Today we rejoice in what this means for us. We are Christians, those who are united to God through the humanity of Christ and each of us is called to be “another Christ,” an alter Christus, as the tradition says. Just as the Holy Spirit stretched the dynamic love of the Blessed Trinity into the world by conceiving the Word of God as man, so the Holy Spirit delights to conceive the Presence of God in each of us who is baptized into Christ.

This is the ongoing self-emptying of God. The Incarnation of God continues in us who are other Christs for the world. And the most sublime and beautiful good news is that God in his humility wants to live in each of us in a way that doesn’t displace our humanity. God wills to live in each of us as our love, as our care for the world, as our Christian service to our neighbor. That’s what St. Paul is getting at in the second reading, when he is talking about how the Spirit produces different gifts in different people. Each person is a unique creation of God, and so the Spirit of God made flesh within them will be a unique and unrepeatable grace for the world.
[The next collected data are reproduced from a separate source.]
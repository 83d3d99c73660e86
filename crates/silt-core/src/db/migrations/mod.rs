//! SQLite schema migrations for the derived-state store.

use super::schema;
use rusqlite::{Connection, types::Type};

/// Latest schema version understood by this binary.
pub const LATEST_SCHEMA_VERSION: u32 = 2;

const MIGRATIONS: &[(u32, &str)] = &[(1, schema::MIGRATION_V1_SQL), (2, schema::MIGRATION_V2_SQL)];

/// Read `PRAGMA user_version` and convert it to a Rust `u32`.
///
/// # Errors
///
/// Returns an error if querying SQLite fails or the version value cannot be
/// represented as `u32`.
pub fn current_schema_version(conn: &Connection) -> rusqlite::Result<u32> {
    let version: i64 = conn.pragma_query_value(None, "user_version", |row| row.get(0))?;
    u32::try_from(version).map_err(|error| {
        rusqlite::Error::FromSqlConversionFailure(0, Type::Integer, Box::new(error))
    })
}

/// Apply all pending migrations in ascending order.
///
/// Migrations are idempotent because:
/// - each migration only runs when `migration.version > user_version`
/// - migration SQL itself uses `IF NOT EXISTS` for DDL safety
///
/// # Errors
///
/// Returns an error if any migration fails.
pub fn migrate(conn: &mut Connection) -> rusqlite::Result<u32> {
    let mut current = current_schema_version(conn)?;

    for (version, sql) in MIGRATIONS {
        if *version <= current {
            continue;
        }

        let tx = conn.transaction()?;
        tx.execute_batch(sql)?;
        tx.pragma_update(None, "user_version", i64::from(*version))?;
        tx.execute(
            "UPDATE store_meta SET schema_version = ?1 WHERE id = 1",
            [i64::from(*version)],
        )?;
        tx.commit()?;
        current = *version;
    }

    Ok(current)
}
//! Consolidator policy configuration.
//!
//! Loaded from a TOML file at an operator-supplied path; a missing file
//! means defaults, a present-but-broken file is an error.

use anyhow::{Context, Result};
use serde::{Deserialize, Serialize};
use std::path::Path;
use std::time::Duration;

use crate::history::HistoryPolicy;
use crate::recency::RecencyPolicy;

#[derive(Debug, Clone, Serialize, Deserialize)]
pub struct ConsolidatorConfig {
    /// Same-editor edits closer together than this collapse into one
    /// version record.
    #[serde(default = "default_coalesce_window_secs")]
    pub coalesce_window_secs: u64,
    /// Maximum retained versions per document.
    #[serde(default = "default_retention_limit")]
    pub retention_limit: u32,
    /// Maximum live recent-visit entries per (user, scope) bucket.
    #[serde(default = "default_recency_capacity")]
    pub recency_capacity: u32,
    /// Repeat visits inside this window are dropped without touching the
    /// store.
    #[serde(default = "default_suppression_ttl_secs")]
    pub suppression_ttl_secs: u64,
}

impl Default for ConsolidatorConfig {
    fn default() -> Self {
        Self {
            coalesce_window_secs: default_coalesce_window_secs(),
            retention_limit: default_retention_limit(),
            recency_capacity: default_recency_capacity(),
            suppression_ttl_secs: default_suppression_ttl_secs(),
        }
    }
}

impl ConsolidatorConfig {
    #[must_use]
    pub const fn history_policy(&self) -> HistoryPolicy {
        HistoryPolicy {
            coalesce_window: Duration::from_secs(self.coalesce_window_secs),
            retention_limit: self.retention_limit,
        }
    }

    #[must_use]
    pub const fn recency_policy(&self) -> RecencyPolicy {
        RecencyPolicy {
            capacity: self.recency_capacity,
            suppression_ttl: Duration::from_secs(self.suppression_ttl_secs),
        }
    }
}

/// Load configuration from `path`, falling back to defaults when the file
/// does not exist.
///
/// # Errors
///
/// Returns an error if the file exists but cannot be read or parsed.
pub fn load_config(path: &Path) -> Result<ConsolidatorConfig> {
    if !path.exists() {
        return Ok(ConsolidatorConfig::default());
    }

    let content = std::fs::read_to_string(path)
        .with_context(|| format!("Failed to read {}", path.display()))?;

    toml::from_str::<ConsolidatorConfig>(&content)
        .with_context(|| format!("Failed to parse {}", path.display()))
}

const fn default_coalesce_window_secs() -> u64 {
    600
}

const fn default_retention_limit() -> u32 {
    20
}

const fn default_recency_capacity() -> u32 {
    20
}

const fn default_suppression_ttl_secs() -> u64 {
    600
}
And with these gifts raised up the Spirit within us, we are sent. In the gospel we hear today Jesus empowers us with divine forgiveness. This is the power of the Holy Spirit for the reconciliation—a reconciliation that our world, so plagued by selfishness and greed and violence, needs so desperately. Let us take the gifts that the Spirit has conceived within us, and be about our mission of forgiveness and reconciliation. Amen.

Saturday, May 30, 2009

The Desire of our Hearts

(Pentecost, Vigil)

For me the spirituality of the Pentecost Vigil, which we celebrate tonight, connects all the way back to the other side of the liturgical year at Advent and Christmas. Just like the season of Advent, the Pentecost Vigil is about the desire of the human heart, our deepest longings, and what we really want and look forward to.
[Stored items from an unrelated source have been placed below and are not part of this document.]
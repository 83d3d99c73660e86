//! Recency tracker.
//!
//! Maintains a capped, per-user "recently visited" index. Repeat visits
//! inside the suppression TTL are dropped before any store access; other
//! visits either bump the existing entry's `visited_at` or insert a new
//! entry, evicting the single oldest entry in the same retention bucket
//! when the bucket is full.
//!
//! Safe to re-invoke with identical arguments: the redelivered call is
//! either suppressed by the cache or lands on the bump branch. Concurrent
//! calls from separate processes may still race past the cache and insert
//! a duplicate; that duplicate is harmless and gets swept by capacity
//! eviction, an accepted eventual-consistency trade-off.

use std::time::Duration;

use anyhow::{Context, Result};
use rusqlite::{Connection, OptionalExtension, TransactionBehavior, params};

use crate::cache::SuppressionCache;
use crate::model::kind::EntityKind;

/// Tunables for recency tracking.
#[derive(Debug, Clone, Copy, PartialEq, Eq)]
pub struct RecencyPolicy {
    /// Maximum live entries per `(user, scope)` retention bucket.
    pub capacity: u32,
    /// Repeat visits inside this window never touch the store.
    pub suppression_ttl: Duration,
}

/// One visit event, as delivered by the task queue.
#[derive(Debug, Clone, PartialEq, Eq)]
pub struct VisitRequest {
    pub user_id: String,
    pub scope_id: String,
    pub entity_kind: EntityKind,
    pub entity_id: String,
}

/// What the tracker did with a visit.
#[derive(Debug, Clone, Copy, PartialEq, Eq)]
pub enum VisitOutcome {
    /// Dropped by the suppression cache; the store was not touched.
    Suppressed,
    /// An existing entry's `visited_at` was bumped.
    Bumped,
    /// A new entry was inserted.
    Inserted {
        /// Whether capacity evicted the oldest entry in the bucket.
        evicted: bool,
    },
}

/// Suppression cache key for a visit. Scope is deliberately absent: a
/// visit to the same entity through another scope is still the same
/// high-frequency event.
#[must_use]
pub fn suppression_key(user_id: &str, kind: EntityKind, entity_id: &str) -> String {
    format!("visited:{user_id}:{kind}:{entity_id}")
}

/// Record one visit in the user's recency index.
///
/// # Errors
///
/// Returns an error if the store transaction fails; the caller's queue
/// retry policy owns recovery.
pub fn record_visit(
    conn: &mut Connection,
    cache: &dyn SuppressionCache,
    policy: &RecencyPolicy,
    req: &VisitRequest,
    now_us: i64,
) -> Result<VisitOutcome> {
    let key = suppression_key(&req.user_id, req.entity_kind, &req.entity_id);
    if cache.get(&key).is_some() {
        tracing::trace!(
            user_id = %req.user_id,
            entity_kind = %req.entity_kind,
            entity_id = %req.entity_id,
            "visit suppressed by cache"
        );
        return Ok(VisitOutcome::Suppressed);
    }

    let tx = conn
        .transaction_with_behavior(TransactionBehavior::Immediate)
        .context("begin visit transaction")?;

    let existing: Option<i64> = tx
        .query_row(
            "SELECT visit_id FROM recent_visits
             WHERE user_id = ?1 AND scope_id = ?2 AND entity_kind = ?3 AND entity_id = ?4
             ORDER BY visited_at_us DESC, visit_id DESC
             LIMIT 1",
            params![
                req.user_id,
                req.scope_id,
                req.entity_kind.as_str(),
                req.entity_id
            ],
            |row| row.get(0),
        )
        .optional()
        .context("look up existing visit")?;

    let outcome = if let Some(visit_id) = existing {
        tx.execute(
            "UPDATE recent_visits SET visited_at_us = ?1 WHERE visit_id = ?2",
            params![now_us, visit_id],
        )
        .context("bump visited_at")?;
        VisitOutcome::Bumped
    } else {
        let bucket = req.entity_kind.bucket();
        let occupancy: i64 = tx
            .query_row(
                "SELECT COUNT(*) FROM recent_visits
                 WHERE user_id = ?1 AND scope_id = ?2 AND bucket = ?3",
                params![req.user_id, req.scope_id, bucket.as_str()],
                |row| row.get(0),
            )
            .context("count bucket occupancy")?;

        let mut evicted = false;
        if occupancy >= i64::from(policy.capacity) {
            let removed = tx
                .execute(
                    "DELETE FROM recent_visits
                     WHERE visit_id = (
                         SELECT visit_id FROM recent_visits
                         WHERE user_id = ?1 AND scope_id = ?2 AND bucket = ?3
                         ORDER BY visited_at_us ASC, visit_id ASC
                         LIMIT 1
                     )",
                    params![req.user_id, req.scope_id, bucket.as_str()],
                )
                .context("evict oldest visit in bucket")?;
            evicted = removed > 0;
        }

        tx.execute(
            "INSERT INTO recent_visits (
                user_id, scope_id, entity_kind, entity_id, bucket,
                visited_at_us, created_at_us
             ) VALUES (?1, ?2, ?3, ?4, ?5, ?6, ?6)",
            params![
                req.user_id,
                req.scope_id,
                req.entity_kind.as_str(),
                req.entity_id,
                bucket.as_str(),
                now_us
            ],
        )
        .context("insert visit")?;
        VisitOutcome::Inserted { evicted }
    };

    tx.commit().context("commit visit")?;

    // Populate the key whichever branch ran, so the next repeat visit is
    // free.
    cache.set(&key, "1", policy.suppression_ttl);

    tracing::trace!(
        user_id = %req.user_id,
        scope_id = %req.scope_id,
        entity_kind = %req.entity_kind,
        entity_id = %req.entity_id,
        ?outcome,
        "recorded visit"
    );

    Ok(outcome)
}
That’s basically what we are as human beings, a desire. We seek. We want. We do everything we do because of the belief, right or wrong, that it will make us happy. But what is it that we really want? At a basic level, the goods of security, comfort, and pleasure. Go a little deeper, become a little more mature, and we realize that we want beauty and goodness. In the end what we want is love, to delight in loving and being loved. Ultimately what we want Love Itself, and this Love is the goodness out of which all of the goodnesses of the creation overflow, the Mystery and Source of all that we call God.

It is God that the heart wants. St. Augustine calls the human being a capax Dei, a “capacity for God.” (De Trinitate, XIV:11) The human person is a desire, a home, and a capacity for God. St. Paul expressed this so viscerally in the second reading tonight: our longing for adoption into God, the redemption of our bodies for which we long and for which all creation is “groaning.”
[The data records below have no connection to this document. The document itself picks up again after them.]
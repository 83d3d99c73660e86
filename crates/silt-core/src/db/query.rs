//! Read APIs over the derived-state store, consumed by the UI layer and
//! other features outside this crate.

use anyhow::{Context, Result};
use rusqlite::{Connection, Row, params, types::Type};

use crate::model::kind::{EntityKind, ReferenceKind};
use crate::model::records::{RecencyEntry, ReferenceLink, Snapshot, VersionRecord};

fn text_column_error(err: impl std::error::Error + Send + Sync + 'static) -> rusqlite::Error {
    rusqlite::Error::FromSqlConversionFailure(0, Type::Text, Box::new(err))
}

fn version_from_row(row: &Row<'_>) -> rusqlite::Result<VersionRecord> {
    let content_json: String = row.get("content_json")?;
    let structured = serde_json::from_str(&content_json).map_err(text_column_error)?;

    Ok(VersionRecord {
        id: row.get("version_id")?,
        document_id: row.get("document_id")?,
        content: Snapshot {
            structured,
            html: row.get("content_html")?,
            text: row.get("content_text")?,
        },
        saved_by: row.get("saved_by")?,
        saved_at_us: row.get("saved_at_us")?,
        created_at_us: row.get("created_at_us")?,
    })
}

fn link_from_row(row: &Row<'_>) -> rusqlite::Result<ReferenceLink> {
    let kind: String = row.get("reference_kind")?;
    let target_kind: String = row.get("target_kind")?;

    Ok(ReferenceLink {
        id: row.get("link_id")?,
        source_document_id: row.get("document_id")?,
        reference_kind: kind.parse::<ReferenceKind>().map_err(text_column_error)?,
        reference_id: row.get("reference_id")?,
        target_entity_id: row.get("target_entity_id")?,
        target_kind: target_kind.parse::<EntityKind>().map_err(text_column_error)?,
        created_at_us: row.get("created_at_us")?,
    })
}

fn visit_from_row(row: &Row<'_>) -> rusqlite::Result<RecencyEntry> {
    let kind: String = row.get("entity_kind")?;

    Ok(RecencyEntry {
        id: row.get("visit_id")?,
        user_id: row.get("user_id")?,
        scope_id: row.get("scope_id")?,
        entity_kind: kind.parse::<EntityKind>().map_err(text_column_error)?,
        entity_id: row.get("entity_id")?,
        visited_at_us: row.get("visited_at_us")?,
        created_at_us: row.get("created_at_us")?,
    })
}

/// List retained versions for a document, newest first.
///
/// The retention policy bounds the result to at most `retention_limit`
/// rows; no additional limit is applied here.
///
/// # Errors
///
/// Returns an error if the query fails or a row cannot be decoded.
pub fn list_versions(conn: &Connection, document_id: &str) -> Result<Vec<VersionRecord>> {
    let mut stmt = conn
        .prepare(
            "SELECT version_id, document_id, content_json, content_html, content_text,
                    saved_by, saved_at_us, created_at_us
             FROM document_versions
             WHERE document_id = ?1
             ORDER BY saved_at_us DESC, version_id DESC",
        )
        .context("prepare list_versions")?;

    let rows = stmt
        .query_map(params![document_id], |row| version_from_row(row))
        .context("query list_versions")?
        .collect::<rusqlite::Result<Vec<_>>>()
        .context("decode version rows")?;

    Ok(rows)
}

/// List the live reference set for `(document, kind)`.
///
/// # Errors
///
/// Returns an error if the query fails or a row cannot be decoded.
pub fn list_references(
    conn: &Connection,
    document_id: &str,
    kind: ReferenceKind,
) -> Result<Vec<ReferenceLink>> {
    let mut stmt = conn
        .prepare(
            "SELECT link_id, document_id, reference_kind, reference_id,
                    target_entity_id, target_kind, created_at_us
             FROM reference_links
             WHERE document_id = ?1 AND reference_kind = ?2
             ORDER BY reference_id",
        )
        .context("prepare list_references")?;

    let rows = stmt
        .query_map(params![document_id, kind.as_str()], |row| {
            link_from_row(row)
        })
        .context("query list_references")?
        .collect::<rusqlite::Result<Vec<_>>>()
        .context("decode reference rows")?;

    Ok(rows)
}

/// List a user's recently-visited entities within a scope, most recent
/// first, optionally filtered to one entity kind.
///
/// # Errors
///
/// Returns an error if the query fails or a row cannot be decoded.
pub fn list_recent(
    conn: &Connection,
    user_id: &str,
    scope_id: &str,
    kind: Option<EntityKind>,
    limit: u32,
) -> Result<Vec<RecencyEntry>> {
    let mut stmt = conn
        .prepare(
            "SELECT visit_id, user_id, scope_id, entity_kind, entity_id,
                    visited_at_us, created_at_us
             FROM recent_visits
             WHERE user_id = ?1
               AND scope_id = ?2
               AND (?3 IS NULL OR entity_kind = ?3)
             ORDER BY visited_at_us DESC, visit_id DESC
             LIMIT ?4",
        )
        .context("prepare list_recent")?;

    let rows = stmt
        .query_map(
            params![user_id, scope_id, kind.map(EntityKind::as_str), limit],
            |row| visit_from_row(row),
        )
        .context("query list_recent")?
        .collect::<rusqlite::Result<Vec<_>>>()
        .context("decode recent visit rows")?;

    Ok(rows)
}

/// Row counts removed by [`purge_document`].
#[derive(Debug, Clone, Copy, Default, PartialEq, Eq)]
pub struct PurgeStats {
    pub versions: usize,
    pub links: usize,
    pub sync_flags: usize,
}

/// Delete every derived row for a document: versions, reference links,
/// and reconciliation flags. Run when the primary document is
/// hard-deleted upstream. Safe to re-invoke; the second call removes
/// nothing.
///
/// # Errors
///
/// Returns an error if the transaction fails.
pub fn purge_document(conn: &mut Connection, document_id: &str) -> Result<PurgeStats> {
    let tx = conn.transaction().context("begin purge transaction")?;

    let versions = tx
        .execute(
            "DELETE FROM document_versions WHERE document_id = ?1",
            params![document_id],
        )
        .context("purge document versions")?;
    let links = tx
        .execute(
            "DELETE FROM reference_links WHERE document_id = ?1",
            params![document_id],
        )
        .context("purge reference links")?;
    let sync_flags = tx
        .execute(
            "DELETE FROM reference_sync WHERE document_id = ?1",
            params![document_id],
        )
        .context("purge reference sync flags")?;

    tx.commit().context("commit purge transaction")?;

    tracing::info!(document_id, versions, links, sync_flags, "purged derived state");

    Ok(PurgeStats {
        versions,
        links,
        sync_flags,
    })
}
The trouble is, we are often misguided in our effort to satisfy our desire for God. We reach out for the wrong thing, thinking it will make us happy, but it doesn’t. And this goes for all of our little, distracting personal sins all the way up the great tragedies of violence that scar families, communities and nations. The classic Biblical example of this problem comes to us in the first reading today. The prehistoric people tried to build a tower that would go up to heaven. They wanted to reach up and grab the heaven that they desired. And so it is with us whenever we try to get what our heart wants by grasping. And we see the result of it all: mass confusion. This confusion continues in our own society, when crimes and errors that are clearly against human dignity and goodness have become all but normal and acceptable.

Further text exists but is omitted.